Data provided START

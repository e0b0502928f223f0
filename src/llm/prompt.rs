use minijinja::{context, Environment};

use crate::db::catalog::SchemaDescription;

const TEMPLATE_NAME: &str = "sql_prompt.txt";

/// Renders the instruction sent to the model. Compiled once, rendered per request.
pub struct PromptBuilder {
    env: Environment<'static>,
}

impl PromptBuilder {
    pub fn new() -> Result<Self, minijinja::Error> {
        let mut env = Environment::new();
        env.add_template(TEMPLATE_NAME, include_str!("../../templates/sql_prompt.txt"))?;
        Ok(Self { env })
    }

    pub fn render(
        &self,
        question: &str,
        schema: &SchemaDescription,
    ) -> Result<String, minijinja::Error> {
        self.env
            .get_template(TEMPLATE_NAME)?
            .render(context! { question => question, schema => schema })
    }
}
use thiserror::Error;
use tracing::warn;

#[derive(Debug, Error, PartialEq, Eq)]
#[error("Only SELECT statements are allowed (got: {statement})")]
pub struct Rejected {
    pub statement: String,
}

/// Passes the statement through only when it starts with `SELECT`, ignoring case
/// and surrounding whitespace.
///
/// This is a prefix test, not a parser: a statement that starts with SELECT
/// and smuggles a write through an engine-specific construct gets through.
pub fn validate(sql: &str) -> Result<&str, Rejected> {
    let trimmed = sql.trim();
    let is_select = trimmed
        .get(..6)
        .is_some_and(|prefix| prefix.eq_ignore_ascii_case("select"));

    if is_select {
        Ok(trimmed)
    } else {
        warn!("Rejected non-SELECT statement: {}", trimmed);
        Err(Rejected {
            statement: trimmed.chars().take(80).collect(),
        })
    }
}

#[cfg(test)]
mod tests {
    use super::*;

    #[test]
    fn select_passes_in_any_case() {
        assert_eq!(validate("SELECT COUNT(*) FROM customers"), Ok("SELECT COUNT(*) FROM customers"));
        assert_eq!(validate("  select * from customers\n"), Ok("select * from customers"));
        assert_eq!(validate("SeLeCt 1"), Ok("SeLeCt 1"));
        assert_eq!(validate("SELECT\n  name\nFROM customers"), Ok("SELECT\n  name\nFROM customers"));
        assert_eq!(validate("SELECT*FROM customers"), Ok("SELECT*FROM customers"));
    }

    #[test]
    fn writes_are_rejected() {
        for sql in [
            "DROP TABLE customers;",
            "INSERT INTO customers VALUES (1)",
            "update customers set name = 'x'",
            "DELETE FROM customers",
            "WITH x AS (SELECT 1) SELECT * FROM x",
            "",
            "   ",
            "SELEC",
            "-- SELECT\nDROP TABLE customers",
        ] {
            assert!(validate(sql).is_err(), "accepted {:?}", sql);
        }
    }

    #[test]
    fn rejection_quotes_the_statement() {
        let err = validate("DROP TABLE customers;").unwrap_err();
        assert_eq!(err.statement, "DROP TABLE customers;");
        assert!(err.to_string().contains("Only SELECT statements are allowed"));
    }

    #[test]
    fn multibyte_prefix_does_not_panic() {
        assert!(validate("ñññ").is_err());
        assert!(validate("sélect 1").is_err());
    }
}
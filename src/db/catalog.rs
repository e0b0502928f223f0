use serde::Serialize;
use thiserror::Error;
use tracing::{debug, info};

use super::{ColumnInfo, Database, DbError};

/// The slice of the catalog handed to the model: one table and its columns.
#[derive(Debug, Clone, PartialEq, Eq, Serialize)]
pub struct SchemaDescription {
    pub table_name: String,
    pub columns: Vec<ColumnInfo>,
}

/// The table a question was matched to.
#[derive(Debug, Clone, PartialEq, Eq)]
pub struct TableMatch {
    pub table_name: String,
    /// Advisory text when the match was ambiguous.
    pub warning: Option<String>,
}

#[derive(Debug, Error)]
pub enum CatalogError {
    #[error("Could not detect a table in the question. Known tables: {known:?}")]
    NoMatchingTable { known: Vec<String> },
    #[error("Table '{0}' has no columns")]
    NoColumns(String),
    #[error(transparent)]
    Database(#[from] DbError),
}

/// Looks up tables and columns in one catalog schema.
pub struct SchemaInspector<'a> {
    db: &'a dyn Database,
    schema: &'a str,
}

impl<'a> SchemaInspector<'a> {
    pub fn new(db: &'a dyn Database, schema: &'a str) -> Self {
        Self { db, schema }
    }

    /// Finds the table named in `question`.
    pub async fn detect_table(&self, question: &str) -> Result<TableMatch, CatalogError> {
        let tables = self.db.list_tables(self.schema).await?;
        debug!("Matching question against {} tables in {}", tables.len(), self.schema);

        match match_table(&tables, question) {
            Some(found) => {
                info!("Detected table '{}'", found.table_name);
                Ok(found)
            }
            None => Err(CatalogError::NoMatchingTable { known: tables }),
        }
    }

    pub async fn fetch_schema(&self, table_name: &str) -> Result<SchemaDescription, CatalogError> {
        let columns = self.db.list_columns(self.schema, table_name).await?;
        if columns.is_empty() {
            return Err(CatalogError::NoColumns(table_name.to_string()));
        }

        Ok(SchemaDescription {
            table_name: table_name.to_string(),
            columns,
        })
    }

    /// `detect_table` followed by `fetch_schema`.
    pub async fn schema_for_question(
        &self,
        question: &str,
    ) -> Result<(SchemaDescription, Option<String>), CatalogError> {
        let found = self.detect_table(question).await?;
        let schema = self.fetch_schema(&found.table_name).await?;
        Ok((schema, found.warning))
    }
}

/// Picks the first table (in catalog order) whose name occurs in the question,
/// ignoring case. Several hits still resolve to the first, with a warning.
pub fn match_table(tables: &[String], question: &str) -> Option<TableMatch> {
    let question = question.to_lowercase();
    let candidates: Vec<&String> = tables
        .iter()
        .filter(|name| !name.is_empty() && question.contains(&name.to_lowercase()))
        .collect();

    let first = candidates.first()?;
    let warning = (candidates.len() > 1).then(|| {
        format!(
            "Question matches several tables ({}); using '{}'",
            candidates
                .iter()
                .map(|name| name.as_str())
                .collect::<Vec<_>>()
                .join(", "),
            first
        )
    });

    Some(TableMatch {
        table_name: first.to_string(),
        warning,
    })
}
use crate::config::LlmConfig;
use crate::llm::{LlmError, SqlGenerator};
use async_trait::async_trait;
use serde::{Deserialize, Serialize};
use std::time::Duration;
use tracing::{debug, error, info};

pub const DEFAULT_OLLAMA_URL: &str = "http://localhost:11434/api/generate";

/// A model served by a local Ollama instance.
pub struct OllamaProvider {
    client: reqwest::Client,
    api_url: String,
    model: String,
    temperature: f32,
    max_tokens: usize,
}

#[derive(Serialize, Debug)]
struct OllamaRequest<'a> {
    model: &'a str,
    prompt: &'a str,
    stream: bool,
    options: OllamaOptions,
}

#[derive(Serialize, Debug)]
struct OllamaOptions {
    temperature: f32,
    num_predict: usize,
}

#[derive(Deserialize, Debug)]
struct OllamaResponse {
    response: String,
}

impl OllamaProvider {
    pub fn new(config: &LlmConfig) -> Result<Self, LlmError> {
        let api_url = config
            .api_url
            .clone()
            .unwrap_or_else(|| DEFAULT_OLLAMA_URL.to_string());

        let client = reqwest::Client::builder()
            .timeout(Duration::from_secs(config.timeout_secs))
            .build()
            .map_err(|e| LlmError::ConnectionError(e.to_string()))?;

        Ok(Self {
            client,
            api_url,
            model: config.model.clone(),
            temperature: config.temperature,
            max_tokens: config.max_tokens,
        })
    }
}

#[async_trait]
impl SqlGenerator for OllamaProvider {
    async fn generate_sql(&self, prompt: &str) -> Result<String, LlmError> {
        info!("Sending request to Ollama with model: {}", self.model);
        debug!("API URL: {}", self.api_url);

        let request = OllamaRequest {
            model: &self.model,
            prompt,
            // A single JSON body instead of a token stream.
            stream: false,
            options: OllamaOptions {
                temperature: self.temperature,
                num_predict: self.max_tokens,
            },
        };

        let response = self
            .client
            .post(&self.api_url)
            .json(&request)
            .send()
            .await
            .map_err(|e| LlmError::ConnectionError(e.to_string()))?;

        if !response.status().is_success() {
            let status = response.status();
            let error_body = match response.text().await {
                Ok(body) => format!(" - Response body: {}", body),
                Err(_) => String::new(),
            };

            error!("Ollama API responded with status code: {}{}", status, error_body);
            return Err(LlmError::ResponseError(format!(
                "Ollama API responded with status code: {}{}",
                status, error_body
            )));
        }

        let response_text = response
            .text()
            .await
            .map_err(|e| LlmError::ResponseError(format!("Failed to read response body: {}", e)))?;

        debug!("Raw response from Ollama: {}", response_text);

        let ollama_response: OllamaResponse = serde_json::from_str(&response_text).map_err(|e| {
            error!("Failed to parse Ollama response: {} - Response was: {}", e, response_text);
            LlmError::ResponseError(format!("Failed to parse Ollama response: {}", e))
        })?;

        Ok(ollama_response.response)
    }
}
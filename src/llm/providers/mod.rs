pub mod ollama;
pub mod remote;
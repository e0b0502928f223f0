use async_trait::async_trait;
use sqlx::postgres::{PgPool, PgPoolOptions};
use sqlx::types::Json;
use tracing::debug;

use super::{ColumnInfo, Database, DbError, Row};

pub struct PostgresDatabase {
    pool: PgPool,
}

impl PostgresDatabase {
    pub async fn connect(url: &str, pool_size: usize) -> Result<Self, DbError> {
        let max_connections = u32::try_from(pool_size)
            .map_err(|_| DbError::Unavailable(format!("pool size {} is out of range", pool_size)))?;
        let pool = PgPoolOptions::new()
            .max_connections(max_connections)
            .connect(url)
            .await
            .map_err(|e| DbError::Unavailable(e.to_string()))?;
        Ok(Self { pool })
    }
}

/// Wraps a SELECT so Postgres renders each row as a JSON object, whatever the column types.
fn row_json_query(sql: &str) -> String {
    let body = sql.trim().trim_end_matches(';').trim_end();
    format!("SELECT row_to_json(q) FROM ({}\n) AS q", body)
}

#[async_trait]
impl Database for PostgresDatabase {
    fn backend(&self) -> &'static str {
        "postgres"
    }

    fn default_schema(&self) -> &'static str {
        "public"
    }

    async fn list_tables(&self, schema: &str) -> Result<Vec<String>, DbError> {
        let tables = sqlx::query_scalar::<_, String>(
            "SELECT table_name::text FROM information_schema.tables \
             WHERE table_schema = $1 ORDER BY table_name",
        )
        .bind(schema)
        .fetch_all(&self.pool)
        .await?;
        debug!("Found {} tables in schema {}", tables.len(), schema);
        Ok(tables)
    }

    async fn list_columns(&self, schema: &str, table: &str) -> Result<Vec<ColumnInfo>, DbError> {
        let columns = sqlx::query_as::<_, (String, String)>(
            "SELECT column_name::text, data_type::text FROM information_schema.columns \
             WHERE table_schema = $1 AND table_name = $2 ORDER BY ordinal_position",
        )
        .bind(schema)
        .bind(table)
        .fetch_all(&self.pool)
        .await?;

        Ok(columns
            .into_iter()
            .map(|(name, data_type)| ColumnInfo { name, data_type })
            .collect())
    }

    async fn fetch_rows(&self, sql: &str) -> Result<Vec<Row>, DbError> {
        let rows = sqlx::query_scalar::<_, Json<Row>>(&row_json_query(sql))
            .fetch_all(&self.pool)
            .await?;
        Ok(rows.into_iter().map(|Json(row)| row).collect())
    }

    async fn execute(&self, sql: &str) -> Result<(), DbError> {
        sqlx::query(sql).execute(&self.pool).await?;
        Ok(())
    }

    async fn close(&self) {
        self.pool.close().await;
    }
}
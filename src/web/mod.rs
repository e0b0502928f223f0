pub mod error;
pub mod handlers;
pub mod routes;
pub mod state;

use axum::Router;
use std::sync::Arc;
use tokio::net::TcpListener;
use tower_http::trace::TraceLayer;
use tracing::{info, warn};

use crate::config::WebConfig;
use state::AppState;

/// The full HTTP surface with request tracing.
pub fn app(state: Arc<AppState>) -> Router {
    routes::api_routes()
        .layer(TraceLayer::new_for_http())
        .with_state(state)
}

/// Serves until Ctrl-C, then lets in-flight requests finish.
pub async fn run_server(config: WebConfig, state: Arc<AppState>) -> std::io::Result<()> {
    let listener = TcpListener::bind((config.host.as_str(), config.port)).await?;
    info!("Listening on http://{}", listener.local_addr()?);

    axum::serve(listener, app(state))
        .with_graceful_shutdown(shutdown_signal())
        .await
}

async fn shutdown_signal() {
    match tokio::signal::ctrl_c().await {
        Ok(()) => info!("Shutdown signal received"),
        Err(e) => warn!("Failed to listen for shutdown signal: {}", e),
    }
}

Data provided END

▶ About this task
Nothing but the lines from the start of the data through the line holding "starts with SELECT" should be restated, and each one exactly.

▶ Solution below
repository e0b0502928f223f0
filename src/llm/prompt.rs
use minijinja::{context, Environment};

use crate::db::catalog::SchemaDescription;

const TEMPLATE_NAME: &str = "sql_prompt.txt";

/// Renders the instruction sent to the model. Compiled once, rendered per request.
pub struct PromptBuilder {
    env: Environment<'static>,
}

impl PromptBuilder {
    pub fn new() -> Result<Self, minijinja::Error> {
        let mut env = Environment::new();
        env.add_template(TEMPLATE_NAME, include_str!("../../templates/sql_prompt.txt"))?;
        Ok(Self { env })
    }

    pub fn render(
        &self,
        question: &str,
        schema: &SchemaDescription,
    ) -> Result<String, minijinja::Error> {
        self.env
            .get_template(TEMPLATE_NAME)?
            .render(context! { question => question, schema => schema })
    }
}
use thiserror::Error;
use tracing::warn;

#[derive(Debug, Error, PartialEq, Eq)]
#[error("Only SELECT statements are allowed (got: {statement})")]
pub struct Rejected {
    pub statement: String,
}

/// Passes the statement through only when it starts with `SELECT`, ignoring case
/// and surrounding whitespace.
///
/// This is a prefix test, not a parser: a statement that starts with SELECT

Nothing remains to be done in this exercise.